14 DAY TRIAL // Self-assembled monolayer field-effect transistors (SAMFET) are among the latest developments of the relatively new plastic micro-electronics technology. These structures are constructed on organic materials, and also feature electronic components. Creating this type of transistors in a way that is both cost-effective and efficient was a long-pursued goal, which was recently achieved by an international cooperative effort by scientists from the Netherlands, Russia and Austria.
The team was able to determine for sure that monolayer coverage and channel length were two of the main factors that triggered the mobility of SAMFET devices, a find that could in the future lead to the creation of far more effective chemical sensors and similar instruments. Details of the find are published in the latest advanced online issue of the respected scientific journal Nature Nanotechnology. Most of the work was conducted at the Philips Research Eindhoven and Eindhoven University of Technology, in The Netherlands.
Philips Research managed to construct a SAMFET in 2008, based on a silicon substrate, which was then immersed into a solution containing liquid crystalline molecules. These molecules self-assembled on the substrate, and the end result was a semi-conductive layer of just a single molecule thick. Experts say that the monolayer features up-standing molecules, a fact that allows conduction to take place by “jumping” from one to another.
But scientists working on this project noticed that, as the length of the transistor increased, its conductivity level decreased exponentially, in a very counterintuitive manner.

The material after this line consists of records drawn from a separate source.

use crate::coingecko::CoinGeckoClient;
use crate::config::GeckoConfig;
use crate::models::HealthStatus;
use anyhow::{Context, Result};
use log::{info, warn};
use reqwest::Client;
use std::path::Path;

pub struct AppContext {
    config: GeckoConfig,
    http: Client,
}

impl AppContext {
    pub fn initialize(config: GeckoConfig) -> Result<Self> {
        let mut builder = Client::builder();
        if let Some(timeout) = config.timeout {
            builder = builder.timeout(timeout);
        }
        let http = builder.build().context("failed to build HTTP client")?;
        if config.api_key.is_none() {
            warn!("API_KEY is not set; CoinGecko requests will be sent without a key");
        }
        Ok(Self { config, http })
    }

    pub fn catalog_path(&self) -> &Path {
        &self.config.catalog_path
    }

    pub fn coingecko(&self) -> Result<CoinGeckoClient<'_>> {
        CoinGeckoClient::new(&self.http, &self.config)
    }

    pub async fn check_connectivity(&self) -> Result<HealthStatus> {
        let status = self.coingecko()?.ping().await;
        match &status {
            HealthStatus::Healthy => info!("CoinGecko API at {} is reachable", self.config.base_url),
            HealthStatus::Unreachable(reason) => {
                warn!("CoinGecko API unreachable: {}", reason)
            }
            HealthStatus::UnexpectedResponse(reason) => {
                warn!("CoinGecko API gave an unexpected ping response: {}", reason)
            }
        }
        Ok(status)
    }
}
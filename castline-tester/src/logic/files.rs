//! File-backed collaborators: catalogs read from JSON documents on every
//! request, catches appended to JSON-lines files.
use castline_game::{CardCatalog, CatalogError, CatalogSource, CatchLedger, CatchRecord, FishCatalog};
use serde::Serialize;
use std::fs::{self, File, OpenOptions};
use std::io::{BufWriter, Write};
use std::path::{Path, PathBuf};
use thiserror::Error;

pub const HISTORY_FILE: &str = "history.jsonl";
pub const UNCLAIMED_FILE: &str = "unclaimed.jsonl";
pub const CLAIMS_FILE: &str = "claims.jsonl";

#[derive(Debug, Error)]
pub enum SourceError {
    #[error("failed to read {}: {source}", path.display())]
    Io {
        path: PathBuf,
        source: std::io::Error,
    },
    #[error("invalid catalog {}: {source}", path.display())]
    Catalog {
        path: PathBuf,
        source: CatalogError,
    },
    #[error("embedded catalog is invalid: {0}")]
    Embedded(#[from] CatalogError),
}

/// Catalogs read from disk each time the engine asks, so edits to the files
/// apply on the next tick. A missing path means the embedded catalog.
#[derive(Debug, Clone, Default)]
pub struct JsonFileSource {
    fish: Option<PathBuf>,
    cards: Option<PathBuf>,
}

impl JsonFileSource {
    #[must_use]
    pub const fn new(fish: Option<PathBuf>, cards: Option<PathBuf>) -> Self {
        Self { fish, cards }
    }

    fn read(path: &Path) -> Result<String, SourceError> {
        fs::read_to_string(path).map_err(|source| SourceError::Io {
            path: path.to_path_buf(),
            source,
        })
    }
}

impl CatalogSource for JsonFileSource {
    type Error = SourceError;

    fn load_fish_catalog(&self) -> Result<FishCatalog, Self::Error> {
        let Some(path) = &self.fish else {
            return Ok(FishCatalog::embedded()?);
        };
        FishCatalog::from_json(&Self::read(path)?).map_err(|source| SourceError::Catalog {
            path: path.clone(),
            source,
        })
    }

    fn load_card_catalog(&self) -> Result<CardCatalog, Self::Error> {
        let Some(path) = &self.cards else {
            return Ok(CardCatalog::embedded()?);
        };
        CardCatalog::from_json(&Self::read(path)?).map_err(|source| SourceError::Catalog {
            path: path.clone(),
            source,
        })
    }
}

#[derive(Debug, Error)]
pub enum LedgerError {
    #[error("ledger write failed: {0}")]
    Io(#[from] std::io::Error),
    #[error("ledger encoding failed: {0}")]
    Encode(#[from] serde_json::Error),
}

#[derive(Debug)]
struct LedgerFiles {
    history: BufWriter<File>,
    unclaimed: BufWriter<File>,
    claims: BufWriter<File>,
}

fn open_append(dir: &Path, name: &str) -> std::io::Result<BufWriter<File>> {
    let file = OpenOptions::new()
        .create(true)
        .append(true)
        .open(dir.join(name))?;
    Ok(BufWriter::new(file))
}

fn append_line<T: Serialize>(writer: &mut BufWriter<File>, value: &T) -> Result<(), LedgerError> {
    serde_json::to_writer(&mut *writer, value)?;
    writer.write_all(b"\n")?;
    writer.flush()?;
    Ok(())
}

/// Counts every catch and, when given a directory, appends it as one JSON
/// object per line.
#[derive(Debug, Default)]
pub struct JsonLinesLedger {
    files: Option<LedgerFiles>,
    pub history: u64,
    pub unclaimed: u64,
    pub claims: u64,
}

impl JsonLinesLedger {
    /// A ledger that only counts.
    #[must_use]
    pub fn in_memory() -> Self {
        Self::default()
    }

    /// Open (or create) the JSON-lines files under `dir`.
    ///
    /// # Errors
    ///
    /// Returns an error if the directory or a file cannot be created.
    pub fn open(dir: &Path) -> Result<Self, LedgerError> {
        fs::create_dir_all(dir)?;
        Ok(Self {
            files: Some(LedgerFiles {
                history: open_append(dir, HISTORY_FILE)?,
                unclaimed: open_append(dir, UNCLAIMED_FILE)?,
                claims: open_append(dir, CLAIMS_FILE)?,
            }),
            ..Self::default()
        })
    }
}

impl CatchLedger for JsonLinesLedger {
    type Error = LedgerError;

    fn append_history(&mut self, record: &CatchRecord) -> Result<(), Self::Error> {
        if let Some(files) = &mut self.files {
            append_line(&mut files.history, record)?;
        }
        self.history += 1;
        Ok(())
    }

    fn append_unclaimed(&mut self, record: &CatchRecord) -> Result<(), Self::Error> {
        if let Some(files) = &mut self.files {
            append_line(&mut files.unclaimed, record)?;
        }
        self.unclaimed += 1;
        Ok(())
    }

    fn record_claim(&mut self, record: &CatchRecord) -> Result<(), Self::Error> {
        if let Some(files) = &mut self.files {
            append_line(&mut files.claims, record)?;
        }
        self.claims += 1;
        Ok(())
    }
}
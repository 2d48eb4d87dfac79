//! Shared catch pool materialized once per tick.
//!
//! The eligible population is sampled `sample_size` times with replacement.
//! The resulting multiset is stored aggregated: one entry per species with
//! the number of instances drawn for it. Every instance carries unit weight,
//! so a species' share of the pool is its base rate share of the population.
use rand::Rng;

use crate::clock::Phase;
use crate::data::{EventId, FishCatalog, FishDefinition};
use crate::eligibility::is_active;
use crate::numbers::share;
use crate::sampler::WeightedTable;

/// Instances of one species in the pool.
#[derive(Debug, Clone, Copy, PartialEq)]
pub struct PoolEntry<'a> {
    pub fish: &'a FishDefinition,
    pub count: usize,
}

impl PoolEntry<'_> {
    #[must_use]
    pub fn species(&self) -> &str {
        &self.fish.key
    }
}

/// Pool shared by every cast resolved in one tick.
#[derive(Debug, Clone, PartialEq)]
pub struct CatchPool<'a> {
    entries: Vec<PoolEntry<'a>>,
    size: usize,
    phase: Phase,
    event: Option<EventId>,
}

impl<'a> CatchPool<'a> {
    /// Pool with no instances; every draw from it yields no catch.
    #[must_use]
    pub const fn empty(phase: Phase, event: Option<EventId>) -> Self {
        Self {
            entries: Vec::new(),
            size: 0,
            phase,
            event,
        }
    }

    /// Build a pool from explicit per-species counts. Zero counts are dropped.
    #[must_use]
    pub fn from_counts(
        phase: Phase,
        event: Option<EventId>,
        counts: impl IntoIterator<Item = (&'a FishDefinition, usize)>,
    ) -> Self {
        let entries: Vec<PoolEntry<'a>> = counts
            .into_iter()
            .filter(|(_, count)| *count > 0)
            .map(|(fish, count)| PoolEntry { fish, count })
            .collect();
        let size = entries.iter().map(|entry| entry.count).sum();
        Self {
            entries,
            size,
            phase,
            event,
        }
    }

    /// Number of fish instances in the pool.
    #[must_use]
    pub const fn len(&self) -> usize {
        self.size
    }

    #[must_use]
    pub const fn is_empty(&self) -> bool {
        self.size == 0
    }

    #[must_use]
    pub fn entries(&self) -> &[PoolEntry<'a>] {
        &self.entries
    }

    /// Instances of `species` in the pool.
    #[must_use]
    pub fn count(&self, species: &str) -> usize {
        self.entries
            .iter()
            .find(|entry| entry.species() == species)
            .map_or(0, |entry| entry.count)
    }

    /// Fraction of the pool taken by `species`.
    #[must_use]
    pub fn share_of(&self, species: &str) -> f64 {
        share(self.count(species), self.size)
    }

    #[must_use]
    pub const fn phase(&self) -> Phase {
        self.phase
    }

    #[must_use]
    pub const fn event(&self) -> Option<&EventId> {
        self.event.as_ref()
    }
}

/// Effective population rate of a species under `event`.
#[must_use]
pub fn effective_rate(fish: &FishDefinition, event: Option<&EventId>) -> f64 {
    fish.base_catch_rate * fish.event_multiplier(event)
}

/// Sample the shared pool for `phase` and `event`.
///
/// Species that are not active are excluded before sampling. An empty
/// population yields an empty pool, which is logged.
pub fn build_pool<'a, R: Rng + ?Sized>(
    catalog: &'a FishCatalog,
    phase: Phase,
    event: Option<&EventId>,
    sample_size: usize,
    rng: &mut R,
) -> CatchPool<'a> {
    let eligible: Vec<&'a FishDefinition> = catalog
        .iter()
        .filter(|fish| is_active(fish, phase, event))
        .collect();
    let population = WeightedTable::new(
        eligible
            .iter()
            .enumerate()
            .map(|(slot, fish)| (slot, effective_rate(fish, event))),
    );

    if population.is_empty() {
        log::warn!(
            "no fish can bite during {phase} (event: {}); pool is empty",
            event.map_or("none", EventId::as_str)
        );
        return CatchPool::empty(phase, event.cloned());
    }

    let mut counts = vec![0_usize; eligible.len()];
    for _ in 0..sample_size {
        if let Some(pick) = population.pick(rng) {
            counts[*pick.key] += 1;
        }
    }

    let pool = CatchPool::from_counts(phase, event.cloned(), eligible.into_iter().zip(counts));
    log::debug!(
        "built pool of {} instances over {} species for {phase}",
        pool.len(),
        pool.entries().len()
    );
    pool
}
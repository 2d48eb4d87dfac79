use anyhow::Result;
use colored::Colorize;
use std::io::Write;
use std::time::Duration;

use super::{Distribution, RunReport};

fn write_distribution_rows<W: Write>(writer: &mut W, distribution: &Distribution) -> Result<()> {
    for (key, count) in &distribution.counts {
        writeln!(
            writer,
            "  {key:20}: {count:>5} ({:.2}%)",
            distribution.percent(key)
        )?;
    }
    Ok(())
}

pub fn generate_console_report<W: Write>(
    writer: &mut W,
    reports: &[RunReport],
    total_duration: Duration,
) -> Result<()> {
    writeln!(writer)?;
    writeln!(writer, "{}", "📊 Catch Distribution Summary".bright_cyan().bold())?;
    writeln!(writer, "{}", "==============================".cyan())?;
    writeln!(writer, "Runs: {}", reports.len())?;
    writeln!(writer, "Total time: {total_duration:?}")?;

    for report in reports {
        writeln!(writer)?;
        writeln!(
            writer,
            "{} seed {} ({})",
            format!("🎣 {}", report.kind.as_str()).bold(),
            report.seed,
            report.seed_token
        )?;
        writeln!(
            writer,
            "   Casts: {}  Catches: {}  Junk: {}  Dropped: {}",
            report.casts,
            report.catches.to_string().green(),
            report.junk,
            if report.dropped == 0 {
                report.dropped.to_string().normal()
            } else {
                report.dropped.to_string().red()
            }
        )?;
        if let Some(live) = &report.live {
            writeln!(
                writer,
                "   Ticks: {}  Anglers: {}  Claims: {}  Refused: {}  Deck resets: {}",
                live.ticks, live.players, live.claims, live.refused, live.deck_resets
            )?;
            writeln!(
                writer,
                "   Clock ends at hour {} with event {}",
                live.final_hour,
                live.final_event.as_deref().unwrap_or("none")
            )?;
        }
        for distribution in &report.distributions {
            writeln!(
                writer,
                "{}",
                format!("{} distribution:", distribution.label).yellow()
            )?;
            if distribution.total == 0 {
                writeln!(writer, "  (none)")?;
            } else {
                write_distribution_rows(writer, distribution)?;
            }
        }
    }
    Ok(())
}

pub fn generate_json_report<W: Write>(writer: &mut W, reports: &[RunReport]) -> Result<()> {
    serde_json::to_writer_pretty(&mut *writer, reports)?;
    writeln!(writer)?;
    Ok(())
}

pub fn generate_markdown_report<W: Write>(writer: &mut W, reports: &[RunReport]) -> Result<()> {
    writeln!(writer, "# Castline Catch Report\n")?;

    writeln!(writer, "## Summary\n")?;
    writeln!(writer, "| Mode | Seed | Casts | Catches | Junk | Dropped |")?;
    writeln!(writer, "|---|---|---|---|---|---|")?;
    for report in reports {
        writeln!(
            writer,
            "| {} | {} | {} | {} | {} | {} |",
            report.kind.as_str(),
            report.seed,
            report.casts,
            report.catches,
            report.junk,
            report.dropped
        )?;
    }
    writeln!(writer)?;

    for report in reports {
        writeln!(writer, "## {} seed {}\n", report.kind.as_str(), report.seed)?;
        if let Some(live) = &report.live {
            writeln!(writer, "- **Ticks**: {}", live.ticks)?;
            writeln!(writer, "- **Anglers**: {}", live.players)?;
            writeln!(writer, "- **Claims**: {}", live.claims)?;
            writeln!(writer, "- **Deck resets**: {}\n", live.deck_resets)?;
        }
        for distribution in &report.distributions {
            writeln!(writer, "### {}\n", distribution.label)?;
            writeln!(writer, "| Outcome | Count | Share |")?;
            writeln!(writer, "|---|---|---|")?;
            for (key, count) in &distribution.counts {
                writeln!(
                    writer,
                    "| {key} | {count} | {:.2}% |",
                    distribution.percent(key)
                )?;
            }
            writeln!(writer)?;
        }
    }
    Ok(())
}

/// One row per (run, distribution, outcome).
pub fn generate_csv_report<W: Write>(writer: &mut W, reports: &[RunReport]) -> Result<()> {
    writeln!(writer, "mode,seed,distribution,outcome,count,percent")?;
    for report in reports {
        for distribution in &report.distributions {
            for (key, count) in &distribution.counts {
                writeln!(
                    writer,
                    "{},{},{},{},{count},{:.4}",
                    report.kind.as_str(),
                    report.seed,
                    distribution.label,
                    csv_field(key),
                    distribution.percent(key)
                )?;
            }
        }
    }
    Ok(())
}

fn csv_field(value: &str) -> String {
    if value.contains([',', '"', '\n']) {
        format!("\"{}\"", value.replace('"', "\"\""))
    } else {
        value.to_string()
    }
}

#[cfg(test)]
mod tests {
    use super::*;
    use crate::logic::{LiveCounters, RunKind};
    use chrono::Utc;

    fn sample() -> Vec<RunReport> {
        let mut fish = Distribution::new("fish");
        fish.record("cod");
        fish.record("cod");
        fish.record("tin can");
        fish.record("odd, name");
        vec![RunReport {
            kind: RunKind::Loop,
            seed: 42,
            seed_token: "42".to_string(),
            started_at: Utc::now(),
            casts: 5,
            catches: 4,
            dropped: 1,
            junk: 1,
            live: Some(LiveCounters {
                ticks: 3,
                players: 2,
                claims: 4,
                ..LiveCounters::default()
            }),
            distributions: vec![Distribution::new("event"), fish],
        }]
    }

    fn render<F>(write: F) -> String
    where
        F: FnOnce(&mut Vec<u8>) -> Result<()>,
    {
        let mut buffer = Vec::new();
        write(&mut buffer).unwrap();
        String::from_utf8(buffer).unwrap()
    }

    #[test]
    fn console_report_lists_every_outcome() {
        colored::control::set_override(false);
        let text = render(|w| generate_console_report(w, &sample(), Duration::from_millis(5)));
        assert!(text.contains("Catch Distribution Summary"));
        assert!(text.contains("seed 42"));
        assert!(text.contains("cod"));
        assert!(text.contains("50.00%"));
        assert!(text.contains("Claims: 4"));
        assert!(text.contains("(none)"));
    }

    #[test]
    fn json_report_round_trips_through_serde_value() {
        let text = render(|w| generate_json_report(w, &sample()));
        let value: serde_json::Value = serde_json::from_str(&text).unwrap();
        assert_eq!(value[0]["kind"], "loop");
        assert_eq!(value[0]["seedToken"], "42");
        assert_eq!(value[0]["live"]["claims"], 4);
        assert_eq!(value[0]["distributions"][1]["counts"]["cod"], 2);
    }

    #[test]
    fn markdown_report_has_tables() {
        let text = render(|w| generate_markdown_report(w, &sample()));
        assert!(text.starts_with("# Castline Catch Report"));
        assert!(text.contains("| loop | 42 | 5 | 4 | 1 | 1 |"));
        assert!(text.contains("| cod | 2 | 50.00% |"));
    }

    #[test]
    fn csv_report_quotes_awkward_names() {
        let text = render(|w| generate_csv_report(w, &sample()));
        let lines: Vec<&str> = text.lines().collect();
        assert_eq!(lines[0], "mode,seed,distribution,outcome,count,percent");
        assert!(lines.contains(&"loop,42,fish,cod,2,50.0000"));
        assert!(lines.contains(&"loop,42,fish,\"odd, name\",1,25.0000"));
        assert_eq!(lines.len(), 4);
    }
}
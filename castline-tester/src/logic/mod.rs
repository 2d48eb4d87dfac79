pub mod files;
pub mod live;
pub mod reports;
pub mod seeds;
pub mod simulation;

use castline_game::numbers::tally_to_f64;
use chrono::{DateTime, Utc};
use serde::Serialize;
use std::collections::BTreeMap;

pub use files::{JsonFileSource, JsonLinesLedger};
pub use live::{LiveOptions, run_live};
pub use seeds::{SeedInfo, resolve_seed_inputs};
pub use simulation::{SimulationOptions, run_simulation};

/// Occurrence counts for one dimension of a run (phase, depth, event, fish).
#[derive(Debug, Clone, PartialEq, Eq, Default, Serialize)]
pub struct Distribution {
    pub label: String,
    pub counts: BTreeMap<String, u64>,
    pub total: u64,
}

impl Distribution {
    #[must_use]
    pub fn new(label: impl Into<String>) -> Self {
        Self {
            label: label.into(),
            ..Self::default()
        }
    }

    /// Start every listed key at zero so absent outcomes still show up.
    #[must_use]
    pub fn with_keys<I, K>(mut self, keys: I) -> Self
    where
        I: IntoIterator<Item = K>,
        K: Into<String>,
    {
        for key in keys {
            self.counts.entry(key.into()).or_insert(0);
        }
        self
    }

    pub fn record(&mut self, key: &str) {
        *self.counts.entry(key.to_string()).or_insert(0) += 1;
        self.total += 1;
    }

    #[must_use]
    pub fn count(&self, key: &str) -> u64 {
        self.counts.get(key).copied().unwrap_or(0)
    }

    /// Percentage of the total that `key` accounts for.
    #[must_use]
    pub fn percent(&self, key: &str) -> f64 {
        if self.total == 0 {
            return 0.0;
        }
        tally_to_f64(self.count(key)) / tally_to_f64(self.total) * 100.0
    }
}

#[derive(Debug, Clone, Copy, PartialEq, Eq, Serialize)]
#[serde(rename_all = "lowercase")]
pub enum RunKind {
    Simulate,
    Loop,
}

impl RunKind {
    #[must_use]
    pub const fn as_str(self) -> &'static str {
        match self {
            Self::Simulate => "simulate",
            Self::Loop => "loop",
        }
    }
}

/// Outcome of one seeded run of either harness.
#[derive(Debug, Clone, Serialize)]
#[serde(rename_all = "camelCase")]
pub struct RunReport {
    pub kind: RunKind,
    pub seed: u64,
    pub seed_token: String,
    pub started_at: DateTime<Utc>,
    pub casts: u64,
    pub catches: u64,
    pub dropped: u64,
    pub junk: u64,
    /// Loop-only counters.
    #[serde(skip_serializing_if = "Option::is_none")]
    pub live: Option<LiveCounters>,
    pub distributions: Vec<Distribution>,
}

impl RunReport {
    #[must_use]
    pub fn distribution(&self, label: &str) -> Option<&Distribution> {
        self.distributions.iter().find(|d| d.label == label)
    }
}

#[derive(Debug, Clone, Default, PartialEq, Eq, Serialize)]
#[serde(rename_all = "camelCase")]
pub struct LiveCounters {
    pub ticks: u64,
    pub players: usize,
    pub refused: u64,
    pub claims: u64,
    pub deck_resets: u64,
    pub day_wraps: u64,
    pub final_hour: u8,
    pub final_event: Option<String>,
}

After a great deal of study, done at the University of Groningen, the Holst Center, the Enikolopov Institute for Synthetical Polymer Materials, in Moscow, and the Technical University in Graz, Austria, the team understood that the monolayer coverage was the main element that caused this to happen.
A simple percolation model made everything clear. The scientists compared the transistor to a river, which the current passes by jumping from one bridge (molecule) to another. If the distance between them increases, then the process becomes more difficult. And this is precisely what happened when the size of the SAMFET increased. The molecules became separated to such extents that it was immensely hard for electrical currents to “jump” from one to the other.
“If we go back to that river again, another benefit of a SAMFET becomes clear. Imagine that there are just enough rocks to cross that river. When you remove just one rock, the effect is significant, for it is impossible to make it to the other side of the river. The SAMFET could be used to make sensors that give a large signal that is triggered by a small change,” explains Eindhoven University of Technology assistant professor Martijn Kemerink.